Regular brushing and flossing can prevent oral disease, but it may also be able to protect your heart. You may have heard that bad dental hygiene is linked to heart disease; although no direct caution has been proven, numerous studies show that gum disease and bad brushing habits have been linked to an increase in cardiovascular disease.
But why do people who don’t brush enough or floss regularly show a higher prevalence of heart disease? The answer lies in the connection between our mouth and heart.
Gum Disease Introduces Bacteria to Our Body
Our mouths are full of bacteria, some good and some bad. The type of bacteria that causes gum disease, particularly gingivitis and periodontitis, spread throughout our blood vessels and reach other parts of the body. Inflammation leads to small blood clots, which elevate the risk of a heart attack or stroke.
So far, antibiotic treatment has not proven effective in reducing the risk of heart disease or helped prevent a heart attack. Studies have found that cardiovascular problems aren’t the only side-effect of poor dental hygiene; some studies have linked gum disease to rheumatoid arthritis and even pancreatic cancer.
Brushing Your Teeth Can Save Your Heart
A studypresented at the 2018 American Heart Association’s Scientific Sessions meeting in Chicago found that poor tooth-brushing habits were associated with an increased risk of dying from heart disease, a heart attack or a stroke.
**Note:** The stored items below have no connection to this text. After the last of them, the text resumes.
use std::collections::hash_map::Entry;
use std::collections::HashMap;
use std::sync::{Arc, PoisonError, RwLock};

use once_cell::sync::Lazy;
use tracing::debug;

use super::{PayloadLiteral, PayloadSchema};
use crate::error::{Result, VaaError};
use crate::layout::Layout;

/// Write-once map from [`PayloadLiteral`] to [`PayloadSchema`]
///
/// Registering a literal twice fails, whichever thread gets there second.
/// Lookups never block writers for longer than a map access.
#[derive(Debug, Default)]
pub struct PayloadRegistry {
    schemas: RwLock<HashMap<PayloadLiteral, Arc<PayloadSchema>>>,
}

impl PayloadRegistry {
    /// Creates an empty registry.
    pub fn new() -> Self {
        Self::default()
    }

    /// Creates a registry holding every built-in protocol payload.
    pub fn with_builtin_protocols() -> Result<Self> {
        let registry = Self::new();
        crate::protocol::register_builtin_payloads(&registry)?;
        Ok(registry)
    }

    pub fn register(&self, literal: PayloadLiteral, schema: PayloadSchema) -> Result<()> {
        let mut schemas = self.schemas.write().unwrap_or_else(PoisonError::into_inner);
        match schemas.entry(literal) {
            Entry::Occupied(entry) => Err(VaaError::PayloadAlreadyRegistered {
                literal: entry.key().to_string(),
            }),
            Entry::Vacant(entry) => {
                debug!(literal = %entry.key(), event = "payload_type_registered");
                entry.insert(Arc::new(schema));
                Ok(())
            }
        }
    }

    /// Registers `layout` under `protocol:name`.
    pub fn register_payload_type(&self, protocol: &str, name: &str, layout: Layout) -> Result<()> {
        self.register(PayloadLiteral::new(protocol, name), PayloadSchema::Layout(layout))
    }

    pub fn get(&self, literal: &PayloadLiteral) -> Result<Arc<PayloadSchema>> {
        self.schemas
            .read()
            .unwrap_or_else(PoisonError::into_inner)
            .get(literal)
            .cloned()
            .ok_or_else(|| VaaError::PayloadNotRegistered {
                literal: literal.to_string(),
            })
    }

    pub fn contains(&self, literal: &PayloadLiteral) -> bool {
        self.schemas
            .read()
            .unwrap_or_else(PoisonError::into_inner)
            .contains_key(literal)
    }

    /// Every registered literal, sorted.
    pub fn literals(&self) -> Vec<PayloadLiteral> {
        let mut literals: Vec<_> = self
            .schemas
            .read()
            .unwrap_or_else(PoisonError::into_inner)
            .keys()
            .cloned()
            .collect();
        literals.sort();
        literals
    }

    /// Registered literals of one protocol, sorted.
    pub fn protocol_literals(&self, protocol: &str) -> Vec<PayloadLiteral> {
        self.literals()
            .into_iter()
            .filter(|literal| literal.protocol() == Some(protocol))
            .collect()
    }

    /// Removes every registration. Intended for test isolation on private registries.
    pub fn clear(&self) {
        self.schemas
            .write()
            .unwrap_or_else(PoisonError::into_inner)
            .clear();
    }
}

static PAYLOADS: Lazy<Arc<PayloadRegistry>> = Lazy::new(|| {
    Arc::new(
        PayloadRegistry::with_builtin_protocols()
            .expect("built-in payload layouts register without conflicts"),
    )
});

/// The process-wide registry, populated with the built-in protocols on first use.
pub fn payload_registry() -> Arc<PayloadRegistry> {
    Arc::clone(&PAYLOADS)
}

/// Registers a payload layout in the process-wide registry.
pub fn register_payload_type(protocol: &str, name: &str, layout: Layout) -> Result<()> {
    PAYLOADS.register_payload_type(protocol, name, layout)
}

/// Looks up a payload schema in the process-wide registry.
pub fn get_payload_layout(literal: &PayloadLiteral) -> Result<Arc<PayloadSchema>> {
    PAYLOADS.get(literal)
}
Researchers interviewed 682 people about their brushing habits and found that those with the poorest level of care were more likely to die from cardiovascular complications. Those who brushed less than twice a day for under two minutes at a time were at the greatest risk.
Dr. Shogo Matsui, the study’s lead researcher, said the findings suggest that “poor oral health based on daily teeth-brushing behavior is associated with poorer heart health.” Dr. Matsui is a researcher at the Institute of Biomedical and Health Sciences at Hiroshima University in Japan.
The results of the study and numerous others do not definitively link causation, but they do suggest at least link to other areas of health. Those who neglect their oral hygiene, including receiving regular preventative dental care, most likely neglect other aspects of their health as well, such as proper nutrition and routine exercise.
What You Can Do to Protect Your Heart
You should brush your teeth at least two times a day for a minimum of two minutes each session. In addition, you should floss once a day, typically before bed. Annual dental visits and cleanings can help diagnose and treat gum disease.
Talk to your dentist about how to protect your heart health through better oral hygiene. They can help you implement healthier brushing habits and show you how to effectively clean your teeth. This can be especially helpful for those who have damaged teeth, crowding or other dental problems that may impact the quality of their normal brushing and flossing.